*Task goal:* Each entry must be copied exactly, without omission.

[Provided material — start]

//! Cart materialization
//!
//! Joins cart lines against current catalog data to produce display
//! rows in the caller's language/currency. Pure with respect to the
//! database: the caller supplies the product map.

use std::collections::HashMap;

use serde::Serialize;

use shared::currency::{self, Currency};
use shared::models::{Cart, Product};
use shared::types::Language;

/// One display row of the cart
#[derive(Debug, Clone, Serialize)]
pub struct CartRow {
    pub product_id: String,
    pub slug: String,
    #[serde(skip_serializing_if = "Option::is_none")]
    pub variation_key: Option<String>,
    pub name: String,
    #[serde(skip_serializing_if = "Option::is_none")]
    pub image: Option<String>,
    pub quantity: u32,
    /// `false` when the referenced variation no longer resolves; such a
    /// row has no price and is excluded from the total
    pub available: bool,
    #[serde(skip_serializing_if = "Option::is_none")]
    pub unit_price_inr: Option<i64>,
    #[serde(skip_serializing_if = "Option::is_none")]
    pub line_total_inr: Option<i64>,
    #[serde(skip_serializing_if = "Option::is_none")]
    pub display_unit_price: Option<String>,
    #[serde(skip_serializing_if = "Option::is_none")]
    pub display_line_total: Option<String>,
}

/// Materialized cart in the requested language/currency
#[derive(Debug, Clone, Serialize)]
pub struct CartView {
    pub items: Vec<CartRow>,
    /// Sum over resolvable rows only — never includes items that fail
    /// to resolve
    pub total_inr: i64,
    pub display_total: String,
    pub currency: Currency,
    pub language: Language,
}

impl CartView {
    pub fn empty(language: Language, currency: Currency) -> Self {
        Self {
            items: Vec::new(),
            total_inr: 0,
            display_total: currency::format_inr(0, currency),
            currency,
            language,
        }
    }
}

/// Build the display view of a cart
///
/// Lines whose product no longer exists are dropped from the view and
/// reported back through `dangling` so the caller can prune the
/// persisted document. Lines whose *variation* alone fails to resolve
/// degrade to unavailable rows — visible, unpriced, never pruned.
pub fn materialize(
    cart: &Cart,
    products: &HashMap<String, Product>,
    language: Language,
    currency: Currency,
) -> (CartView, bool) {
    let mut items = Vec::with_capacity(cart.items.len());
    let mut total_inr = 0i64;
    let mut dangling = false;

    for line in &cart.items {
        let Some(product) = products.get(&line.product_id) else {
            dangling = true;
            continue;
        };

        let (unit_price, image) = match line.variation_key.as_deref() {
            Some(sku) => match product.variation_by_sku(sku) {
                Some(variation) => (
                    Some(variation.price_inr),
                    variation
                        .images
                        .first()
                        .or_else(|| product.images.first())
                        .cloned(),
                ),
                // Admin may be mid-edit on the variation list; degrade
                // rather than destroy the line
                None => (None, product.images.first().cloned()),
            },
            None => (Some(product.base_price_inr), product.images.first().cloned()),
        };

        let line_total = unit_price.map(|p| p * i64::from(line.quantity));
        if let Some(lt) = line_total {
            total_inr += lt;
        }

        items.push(CartRow {
            product_id: line.product_id.clone(),
            slug: product.slug.clone(),
            variation_key: line.variation_key.clone(),
            name: product.name.get(language).to_string(),
            image,
            quantity: line.quantity,
            available: unit_price.is_some(),
            unit_price_inr: unit_price,
            line_total_inr: line_total,
            display_unit_price: unit_price.map(|p| currency::format_inr(p, currency)),
            display_line_total: line_total.map(|t| currency::format_inr(t, currency)),
        });
    }

    let view = CartView {
        items,
        total_inr,
        display_total: currency::format_inr(total_inr, currency),
        currency,
        language,
    };
    (view, dangling)
}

[Provided material — finish]

*Answer section:*
//! Cart materialization
//!
//! Joins cart lines against current catalog data to produce display
//! rows in the caller's language/currency. Pure with respect to the
//! database: the caller supplies the product map.

use std::collections::HashMap;

use serde::Serialize;

use shared::currency::{self, Currency};
use shared::models::{Cart, Product};
use shared::types::Language;

/// One display row of the cart
#[derive(Debug, Clone, Serialize)]
pub struct CartRow {
    pub product_id: String,
    pub slug: String,
    #[serde(skip_serializing_if = "Option::is_none")]
    pub variation_key: Option<String>,
    pub name: String,
    #[serde(skip_serializing_if = "Option::is_none")]
    pub image: Option<String>,
    pub quantity: u32,
    /// `false` when the referenced variation no longer resolves; such a
    /// row has no price and is excluded from the total
    pub available: bool,
    #[serde(skip_serializing_if = "Option::is_none")]
    pub unit_price_inr: Option<i64>,
    #[serde(skip_serializing_if = "Option::is_none")]
    pub line_total_inr: Option<i64>,
    #[serde(skip_serializing_if = "Option::is_none")]
    pub display_unit_price: Option<String>,
    #[serde(skip_serializing_if = "Option::is_none")]
    pub display_line_total: Option<String>,
}

/// Materialized cart in the requested language/currency
#[derive(Debug, Clone, Serialize)]
pub struct CartView {
    pub items: Vec<CartRow>,
    /// Sum over resolvable rows only — never includes items that fail
    /// to resolve
    pub total_inr: i64,
    pub display_total: String,
    pub currency: Currency,
    pub language: Language,
}

impl CartView {
    pub fn empty(language: Language, currency: Currency) -> Self {
        Self {
            items: Vec::new(),
            total_inr: 0,
            display_total: currency::format_inr(0, currency),
            currency,
            language,
        }
    }
}

/// Build the display view of a cart
///
/// Lines whose product no longer exists are dropped from the view and
/// reported back through `dangling` so the caller can prune the
/// persisted document. Lines whose *variation* alone fails to resolve
/// degrade to unavailable rows — visible, unpriced, never pruned.
pub fn materialize(
    cart: &Cart,
    products: &HashMap<String, Product>,
    language: Language,
    currency: Currency,
) -> (CartView, bool) {
    let mut items = Vec::with_capacity(cart.items.len());
    let mut total_inr = 0i64;
    let mut dangling = false;

    for line in &cart.items {
        let Some(product) = products.get(&line.product_id) else {
            dangling = true;
            continue;
        };

        let (unit_price, image) = match line.variation_key.as_deref() {
            Some(sku) => match product.variation_by_sku(sku) {
                Some(variation) => (
                    Some(variation.price_inr),
                    variation
                        .images
                        .first()
                        .or_else(|| product.images.first())
                        .cloned(),
                ),
                // Admin may be mid-edit on the variation list; degrade
                // rather than destroy the line
                None => (None, product.images.first().cloned()),
            },
            None => (Some(product.base_price_inr), product.images.first().cloned()),
        };

        let line_total = unit_price.map(|p| p * i64::from(line.quantity));
        if let Some(lt) = line_total {
            total_inr += lt;
        }

        items.push(CartRow {
            product_id: line.product_id.clone(),
            slug: product.slug.clone(),
            variation_key: line.variation_key.clone(),
            name: product.name.get(language).to_string(),
            image,
            quantity: line.quantity,
            available: unit_price.is_some(),
            unit_price_inr: unit_price,
            line_total_inr: line_total,
            display_unit_price: unit_price.map(|p| currency::format_inr(p, currency)),
            display_line_total: line_total.map(|t| currency::format_inr(t, currency)),
        });
    }

    let view = CartView {
        items,
        total_inr,
        display_total: currency::format_inr(total_inr, currency),
        currency,
        language,
    };
    (view, dangling)
}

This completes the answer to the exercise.